Because your mother had diabetes.
Daddy, why is this red soup so sweet?
Because your mother has diabetes.
Why did Princess Diana cross the road?
She wasn’t wearing her seatbelt.
Did you know Princess Diana had dandruff? They found her head and shoulders all over the windshield.
Small People.
Ever heard of a rape victim with Alzheimers? Yeah, neither have they.
What do you call a knight that has one arm? A first battle night.
What do you call a knight that lost both arms? A two battle useless knight.
You're probably getting tired of these gravity jokes... but I keep falling for them every time.
Did you hear about the shark that ate a key shop?

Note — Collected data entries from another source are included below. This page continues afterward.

use std::time::Duration;

use axum::{
    async_trait,
    extract::{FromRef, FromRequestParts},
    http::request::Parts,
};
use jsonwebtoken::{decode, encode, errors::ErrorKind, DecodingKey, EncodingKey, Header, Validation};
use serde::{Deserialize, Serialize};
use time::{Duration as TimeDuration, OffsetDateTime};
use tracing::{debug, warn};
use uuid::Uuid;

use crate::{config::JwtConfig, error::ApiError, state::AppState};

#[derive(Debug, Serialize, Deserialize, Clone, Copy, PartialEq, Eq)]
#[serde(rename_all = "lowercase")]
pub enum TokenKind {
    Access,
    Refresh,
}

#[derive(Debug, Serialize, Deserialize)]
pub struct Claims {
    pub sub: Uuid,
    pub exp: usize,
    pub iat: usize,
    pub iss: String,
    pub aud: String,
    pub kind: TokenKind,
}

/// Both failures mean "unauthenticated" to the caller; the split exists so
/// logs can tell an expired session from a tampered or malformed token.
#[derive(Debug, PartialEq, Eq, thiserror::Error)]
pub enum TokenError {
    #[error("token expired")]
    Expired,
    #[error("invalid token")]
    Invalid,
}

#[derive(Clone)]
pub struct JwtKeys {
    pub encoding: EncodingKey,
    pub decoding: DecodingKey,
    pub issuer: String,
    pub audience: String,
    pub access_ttl: Duration,
    pub refresh_ttl: Duration,
}

impl FromRef<AppState> for JwtKeys {
    fn from_ref(state: &AppState) -> Self {
        let JwtConfig {
            secret,
            issuer,
            audience,
            access_ttl_hours,
            refresh_ttl_days,
        } = state.config.jwt.clone();
        Self {
            encoding: EncodingKey::from_secret(secret.as_bytes()),
            decoding: DecodingKey::from_secret(secret.as_bytes()),
            issuer,
            audience,
            access_ttl: Duration::from_secs((access_ttl_hours as u64) * 3600),
            refresh_ttl: Duration::from_secs((refresh_ttl_days as u64) * 86_400),
        }
    }
}

impl JwtKeys {
    fn sign_with_kind(&self, user_id: Uuid, kind: TokenKind) -> anyhow::Result<String> {
        let now = OffsetDateTime::now_utc();
        let ttl = match kind {
            TokenKind::Access => self.access_ttl,
            TokenKind::Refresh => self.refresh_ttl,
        };
        let exp = now + TimeDuration::seconds(ttl.as_secs() as i64);
        let claims = Claims {
            sub: user_id,
            iat: now.unix_timestamp() as usize,
            exp: exp.unix_timestamp() as usize,
            iss: self.issuer.clone(),
            aud: self.audience.clone(),
            kind,
        };
        let token = encode(&Header::default(), &claims, &self.encoding)?;
        debug!(user_id = %user_id, kind = ?kind, "jwt signed");
        Ok(token)
    }

    pub fn sign_access(&self, user_id: Uuid) -> anyhow::Result<String> {
        self.sign_with_kind(user_id, TokenKind::Access)
    }
    pub fn sign_refresh(&self, user_id: Uuid) -> anyhow::Result<String> {
        self.sign_with_kind(user_id, TokenKind::Refresh)
    }

    pub fn verify(&self, token: &str) -> Result<Claims, TokenError> {
        let mut validation = Validation::default();
        validation.set_audience(std::slice::from_ref(&self.audience));
        validation.set_issuer(std::slice::from_ref(&self.issuer));
        let data = decode::<Claims>(token, &self.decoding, &validation).map_err(|e| {
            match e.kind() {
                ErrorKind::ExpiredSignature => TokenError::Expired,
                _ => TokenError::Invalid,
            }
        })?;
        debug!(user_id = %data.claims.sub, kind = ?data.claims.kind, "jwt verified");
        Ok(data.claims)
    }

    /// Refresh tokens mint new access tokens; an access token presented
    /// here is rejected outright.
    pub fn verify_refresh(&self, token: &str) -> Result<Claims, TokenError> {
        let claims = self.verify(token)?;
        if claims.kind != TokenKind::Refresh {
            return Err(TokenError::Invalid);
        }
        Ok(claims)
    }
}

/// Extracts the authenticated subject from `Authorization: Bearer <token>`.
pub struct AuthUser(pub Uuid);

#[async_trait]
impl<S> FromRequestParts<S> for AuthUser
where
    S: Send + Sync,
    JwtKeys: FromRef<S>,
{
    type Rejection = ApiError;

    async fn from_request_parts(parts: &mut Parts, state: &S) -> Result<Self, Self::Rejection> {
        let keys = JwtKeys::from_ref(state);
        let auth_header = parts
            .headers
            .get(axum::http::header::AUTHORIZATION)
            .and_then(|v| v.to_str().ok())
            .ok_or(ApiError::Unauthorized("Missing Authorization header"))?;

        let token = auth_header
            .strip_prefix("Bearer ")
            .ok_or(ApiError::Unauthorized("Invalid Authorization header"))?;

        let claims = match keys.verify(token) {
            Ok(c) => c,
            Err(TokenError::Expired) => {
                warn!("expired token");
                return Err(ApiError::Unauthorized("Token expired"));
            }
            Err(TokenError::Invalid) => {
                warn!("invalid token");
                return Err(ApiError::Unauthorized("Invalid token"));
            }
        };

        if claims.kind != TokenKind::Access {
            return Err(ApiError::Unauthorized("Access token required"));
        }

        Ok(AuthUser(claims.sub))
    }
}

#[cfg(test)]
mod tests {
    use super::*;

    fn make_keys() -> JwtKeys {
        let state = AppState::fake();
        JwtKeys::from_ref(&state)
    }

    #[tokio::test]
    async fn sign_and_verify_access_token() {
        let keys = make_keys();
        let user_id = Uuid::new_v4();
        let token = keys.sign_access(user_id).expect("sign access");
        let claims = keys.verify(&token).expect("verify token");
        assert_eq!(claims.sub, user_id);
        assert_eq!(claims.iss, "test-issuer");
        assert_eq!(claims.aud, "test-audience");
        assert_eq!(claims.kind, TokenKind::Access);
    }

    #[tokio::test]
    async fn sign_and_verify_refresh_token() {
        let keys = make_keys();
        let user_id = Uuid::new_v4();
        let token = keys.sign_refresh(user_id).expect("sign refresh");
        let claims = keys.verify_refresh(&token).expect("verify refresh");
        assert_eq!(claims.sub, user_id);
        assert_eq!(claims.kind, TokenKind::Refresh);
    }

    #[tokio::test]
    async fn verify_refresh_rejects_access_token() {
        let keys = make_keys();
        let token = keys.sign_access(Uuid::new_v4()).expect("sign access");
        assert_eq!(keys.verify_refresh(&token).unwrap_err(), TokenError::Invalid);
    }

    #[tokio::test]
    async fn verify_reports_expired_tokens_distinctly() {
        let keys = make_keys();
        let now = OffsetDateTime::now_utc();
        // Expired well past the validation leeway.
        let claims = Claims {
            sub: Uuid::new_v4(),
            iat: (now - TimeDuration::hours(2)).unix_timestamp() as usize,
            exp: (now - TimeDuration::hours(1)).unix_timestamp() as usize,
            iss: keys.issuer.clone(),
            aud: keys.audience.clone(),
            kind: TokenKind::Access,
        };
        let token = encode(&Header::default(), &claims, &keys.encoding).expect("encode");
        assert_eq!(keys.verify(&token).unwrap_err(), TokenError::Expired);
    }

    #[tokio::test]
    async fn verify_rejects_garbage_tokens() {
        let keys = make_keys();
        assert_eq!(
            keys.verify("not.a.token").unwrap_err(),
            TokenError::Invalid
        );
    }

    #[tokio::test]
    async fn verify_rejects_a_tampered_signature() {
        let keys = make_keys();
        let mut token = keys.sign_access(Uuid::new_v4()).expect("sign access");
        let flipped = if token.ends_with('A') { 'B' } else { 'A' };
        token.pop();
        token.push(flipped);
        assert_eq!(keys.verify(&token).unwrap_err(), TokenError::Invalid);
    }
}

I think it got lockjaw after that.
How does a lady with stage 3 cancer introduce herself?
"Hey y'all, I'm Diane."
A penis has a sad life.
His hair is a mess, his family is nuts, his neighbor is an asshole, his best friend is a pussy, and his owner beats him up!
Not sure if domestic violence joke or penis size joke...
What did the house wear to the party? A dress.
Why was the new gamer mad when they were playing Overwatch?
Because gamer girl WAS ALREADY TRACER.
Watching "50 Shades of Grey" was more painful than my uncle fisting me as a kid.
What was a pedophile's hardest thing? Fitting in!